### PROBLEM
Word for word, repeat every record.

━━━━━ EXERCISE MATERIALS ━━━━━

//! Key handling for the login screen.

use crossterm::event::{KeyCode, KeyEvent};

use crate::effects::UiEffect;
use crate::state::AppState;

/// Handles a key press while the login view is active.
pub fn handle_key(app: &mut AppState, key: KeyEvent) -> Vec<UiEffect> {
    match key.code {
        KeyCode::Tab | KeyCode::BackTab | KeyCode::Down | KeyCode::Up => {
            app.login.toggle_focus();
            vec![]
        }
        KeyCode::Enter => submit(app),
        _ => {
            app.login.focused_field_mut().handle_key(key);
            vec![]
        }
    }
}

/// Issues the login request if both credentials are present.
fn submit(app: &mut AppState) -> Vec<UiEffect> {
    if app.tasks.login.is_running() {
        return vec![];
    }
    if !app.login.can_submit() {
        app.status
            .set_message("Username and password are required");
        return vec![];
    }

    app.status.clear();
    let task = app.task_seq.next_id();
    vec![UiEffect::SpawnLogin {
        task,
        username: app.login.username.value().to_string(),
        password: app.login.password.value().to_string(),
    }]
}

━━━━━

### COMPLETED EXERCISE
//! Key handling for the login screen.

use crossterm::event::{KeyCode, KeyEvent};

use crate::effects::UiEffect;
use crate::state::AppState;

/// Handles a key press while the login view is active.
pub fn handle_key(app: &mut AppState, key: KeyEvent) -> Vec<UiEffect> {
    match key.code {
        KeyCode::Tab | KeyCode::BackTab | KeyCode::Down | KeyCode::Up => {
            app.login.toggle_focus();
            vec![]
        }
        KeyCode::Enter => submit(app),
        _ => {
            app.login.focused_field_mut().handle_key(key);
            vec![]
        }
    }
}

/// Issues the login request if both credentials are present.
fn submit(app: &mut AppState) -> Vec<UiEffect> {
    if app.tasks.login.is_running() {
        return vec![];
    }
    if !app.login.can_submit() {
        app.status
            .set_message("Username and password are required");
        return vec![];
    }

    app.status.clear();
    let task = app.task_seq.next_id();
    vec![UiEffect::SpawnLogin {
        task,
        username: app.login.username.value().to_string(),
        password: app.login.password.value().to_string(),
    }]
}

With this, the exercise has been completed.